Women who have escaped the circles have a different story. "It's a spiritually-transmitted disease," Fran Halford told Richter.

The Nelson doctor was told she would enter a circle as a Seed, then move on to Sapling, then Blossom and finally be a Lotus herself to receive her gift of US$40,000 (NZ$56,000) from eight new women, plus coaching and sisterly support on the weekly group calls online.

Halford was urged to keep it private, especially from men, and told not to read anything online about the circles. "They had this evangelical glow and chased me hard. I trusted them."

She took out a bank loan to join a circle. She lost it all, but is more disappointed at her own gullibility.

Another woman, 45-year-old Auckland fashion designer Kattia Wong, decided to walk away from her circle and her money after reading criticisms online.

"I was so stressed I couldn't sleep," she told Richter. "They are twisting spirituality for personal gain. They have lied to me by saying it is legal and not a pyramid scheme. Many women would not join in the first place if they knew the truth."

The Commerce Commission says the gifting circles have the hallmarks of a pyramid scheme. The Commission was aware of at least one circle that required a $5000 buy-in, competition general manager Antonia Horrocks said. 

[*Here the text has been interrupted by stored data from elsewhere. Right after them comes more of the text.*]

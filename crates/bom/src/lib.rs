//! Bill-of-materials graph validation.
//!
//! The component graph lives in the store as parent→child id edges; every
//! traversal here re-fetches children by id, so no cyclic in-memory structure
//! ever exists. This crate keeps the graph acyclic and derives composite
//! stock from it.

pub mod graph;

pub use graph::{
    BomError, BomReport, composite_availability, composite_on_hand, detect_cycle,
    find_existing_cycle, validate_bom_structure,
};
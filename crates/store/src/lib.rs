//! Backing-store abstraction and adapters.
//!
//! The engine consumes persistence through `RentalStore`: closure-scoped
//! reads and transactions over object-safe `StoreReader`/`StoreWriter`
//! sessions. Two adapters ship here: an in-memory store (tests/dev) and a
//! Postgres store (production). Both give a transition's availability check
//! and its ledger writes one atomic unit of work.

pub mod in_memory;
pub mod postgres;
pub mod traits;

pub use in_memory::InMemoryStore;
pub use postgres::PgStore;
pub use traits::{RentalStore, StoreError, StoreReader, StoreWriter};
/// Free quantity of one item over a window.
///
/// `base_quantity` is `None` for items that are not stock-tracked (services);
/// such items are always available and `available` is `None` too.
#[derive(Debug, Clone, PartialEq, Eq, Serialize, Deserialize)]
pub struct ItemAvailability {
    pub item_id: ItemId,
    pub base_quantity: Option<i64>,
    /// Demand from overlapping Reserved/CheckedOut orders.
    pub reserved_quantity: i64,
    /// `max(0, base - reserved)`, when stock-tracked.
    pub available: Option<i64>,
}

impl ItemAvailability {
    /// Whether `requested` units fit into the free quantity.
    pub fn satisfies(&self, requested: i64) -> bool {
        self.available.is_none_or(|a| a >= requested)
    }

    pub fn shortfall(&self, requested: i64) -> i64 {
        match self.available {
            Some(a) => (requested - a).max(0),
            None => 0,
        }
    }
}

/// The free quantity of `item_id` over `[start, end]` (inclusive bounds).
///
/// `exclude` omits one order's demand - used when validating that very
/// order's own transition, so an order never conflicts with itself.
pub fn check_item_availability(
    reader: &(impl StoreReader + ?Sized),
    item_id: ItemId,
    start: DateTime<Utc>,
    end: DateTime<Utc>,
    exclude: Option<OrderId>,
) -> Result<ItemAvailability, AvailabilityError> {
    ensure_window(start, end)?;
    let item = reader
        .item(item_id)?
        .ok_or(AvailabilityError::ItemNotFound(item_id))?;

    let reserved_quantity = demand(reader, item_id, start, end, exclude)?;
    let base_quantity = base_quantity(reader, &item, start, end, exclude, &mut Vec::new())?;
    let available = base_quantity.map(|base| (base - reserved_quantity).max(0));

    Ok(ItemAvailability {
        item_id,
        base_quantity,
        reserved_quantity,
        available,
    })
}

fn ensure_window(start: DateTime<Utc>, end: DateTime<Utc>) -> Result<(), AvailabilityError> {
    if start > end {
        return Err(AvailabilityError::InvalidWindow(format!(
            "window start {start} is after end {end}"
        )));
    }
    Ok(())
}

/// Sum of line quantities across overlapping stock-holding orders.
fn demand(
    reader: &(impl StoreReader + ?Sized),
    item_id: ItemId,
    start: DateTime<Utc>,
    end: DateTime<Utc>,
    exclude: Option<OrderId>,
) -> Result<i64, AvailabilityError> {
    let overlapping = reader.active_lines_overlapping(item_id, start, end, exclude)?;
    Ok(overlapping.iter().map(|(_, line)| line.quantity).sum())
}

/// Base quantity before demand: on-hand for Atomic, derived for Composite
/// (each child constrained by its own windowed availability), untracked for
/// Service. The visited stack guards against corrupt cyclic data.
fn base_quantity(
    reader: &(impl StoreReader + ?Sized),
    item: &Item,
    start: DateTime<Utc>,
    end: DateTime<Utc>,
    exclude: Option<OrderId>,
    stack: &mut Vec<ItemId>,
) -> Result<Option<i64>, AvailabilityError> {
    let item_id = item.id_typed();
    match item.kind() {
        ItemKind::Atomic => Ok(Some(item.quantity_on_hand().unwrap_or(0))),
        ItemKind::Service => Ok(None),
        ItemKind::Composite => {
            if stack.contains(&item_id) {
                let mut path = stack.clone();
                path.push(item_id);
                return Err(BomError::CycleDetected { path }.into());
            }
            stack.push(item_id);
            let components = reader.components_of(item_id)?;
            let sets = composite_availability(&components, &mut |child_id| -> Result<i64, AvailabilityError> {
                let child = reader
                    .item(child_id)?
                    .ok_or(AvailabilityError::ItemNotFound(child_id))?;
                let child_base = base_quantity(reader, &child, start, end, exclude, stack)?;
                let child_demand = demand(reader, child_id, start, end, exclude)?;
                // a non-stock-tracked child contributes nothing to a bundle
                Ok(child_base.map_or(0, |base| (base - child_demand).max(0)))
            });
            stack.pop();
            Ok(Some(sets?))
        }
    }
}
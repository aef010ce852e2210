//! Change notification plumbing.
//!
//! The engine publishes a notification after every committed mutation so that
//! external layers (calendar caches, search indexes) can invalidate their
//! state. This crate owns the mechanics only: the `Event` contract and a
//! transport-agnostic pub/sub bus. The core never owns caches.

pub mod bus;
pub mod event;

pub use bus::{EventBus, InMemoryBusError, InMemoryEventBus, Subscription};
pub use event::Event;
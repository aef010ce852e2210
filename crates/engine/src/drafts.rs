//! Draft order and line management.
//!
//! Lines are mutable only while an order is Draft; afterwards every change
//! request is a `StateConflict`. Deleting an order is only possible while it
//! is still Draft - anything later is history and must go through
//! cancellation.

use chrono::Utc;
use tracing::{info, instrument};

use rentforge_core::{CustomerId, DomainError, ItemId, OrderId, UserId};
use rentforge_events::EventBus;
use rentforge_orders::{Order, OrderLine, RentalWindow};
use rentforge_store::RentalStore;

use crate::RentalEngine;
use crate::change::ChangeEvent;
use crate::error::EngineError;

impl<S, B> RentalEngine<S, B>
where
    S: RentalStore,
    B: EventBus<ChangeEvent>,
{
    /// Create a new Draft order. The window's internal ordering was already
    /// enforced when the `RentalWindow` was built.
    #[instrument(skip(self, window), fields(customer = %customer_id))]
    pub fn create_draft_order(
        &self,
        customer_id: CustomerId,
        sales_person_id: UserId,
        window: RentalWindow,
    ) -> Result<Order, EngineError> {
        let order = Order::draft(
            OrderId::new(),
            customer_id,
            sales_person_id,
            window,
            Utc::now(),
        );
        self.store()
            .transaction(|tx| tx.put_order(order.clone()).map_err(EngineError::from))?;
        info!(order_id = %order.id_typed(), "draft order created");
        Ok(order)
    }

    /// Append a line to a Draft order. The referenced item must exist.
    pub fn add_line(
        &self,
        order_id: OrderId,
        item_id: ItemId,
        quantity: i64,
        price_per_day: i64,
    ) -> Result<OrderLine, EngineError> {
        let line = self.store().transaction(|tx| -> Result<OrderLine, EngineError> {
            let order = tx
                .order(order_id)?
                .ok_or(EngineError::OrderNotFound(order_id))?;
            order.ensure_modifiable()?;
            tx.item(item_id)?
                .ok_or(EngineError::ItemNotFound(item_id))?;

            let next_line_no = tx
                .lines_of(order_id)?
                .iter()
                .map(|l| l.line_no)
                .max()
                .unwrap_or(0)
                + 1;
            let line = OrderLine::new(order_id, next_line_no, item_id, quantity, price_per_day)?;
            tx.put_line(line.clone())?;
            Ok(line)
        })?;

        self.publish(ChangeEvent::OrderLinesChanged {
            order_id,
            occurred_at: Utc::now(),
        });
        Ok(line)
    }

    /// Remove one line from a Draft order.
    pub fn remove_line(&self, order_id: OrderId, line_no: u32) -> Result<(), EngineError> {
        self.store().transaction(|tx| -> Result<(), EngineError> {
            let order = tx
                .order(order_id)?
                .ok_or(EngineError::OrderNotFound(order_id))?;
            order.ensure_modifiable()?;
            if !tx.remove_line(order_id, line_no)? {
                return Err(DomainError::not_found().into());
            }
            Ok(())
        })?;

        self.publish(ChangeEvent::OrderLinesChanged {
            order_id,
            occurred_at: Utc::now(),
        });
        Ok(())
    }

    /// Delete a Draft order and its lines.
    pub fn delete_draft_order(&self, order_id: OrderId) -> Result<(), EngineError> {
        self.store().transaction(|tx| -> Result<(), EngineError> {
            let order = tx
                .order(order_id)?
                .ok_or(EngineError::OrderNotFound(order_id))?;
            if !order.is_modifiable() {
                return Err(DomainError::state_conflict(format!(
                    "only draft orders can be deleted (status: {})",
                    order.status()
                ))
                .into());
            }
            tx.delete_order(order_id)?;
            Ok(())
        })?;

        self.publish(ChangeEvent::OrderLinesChanged {
            order_id,
            occurred_at: Utc::now(),
        });
        Ok(())
    }
}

"Gifting circles first emerged in North America and are reported to have operated as pyramid schemes. We haven't investigated the New Zealand incarnations at this time and we don't have information to suggest these circles are common or widespread," Horrocks said.

"However, we strongly advise New Zealanders not join up. Hallmarks of pyramid schemes are that they require continued recruitment of new members, who have to pay to join, and there is an expectation members will eventually profit from being involved. These schemes collapse and those at the bottom lose their money. In addition, anyone operating or promoting a pyramid scheme risks prosecution."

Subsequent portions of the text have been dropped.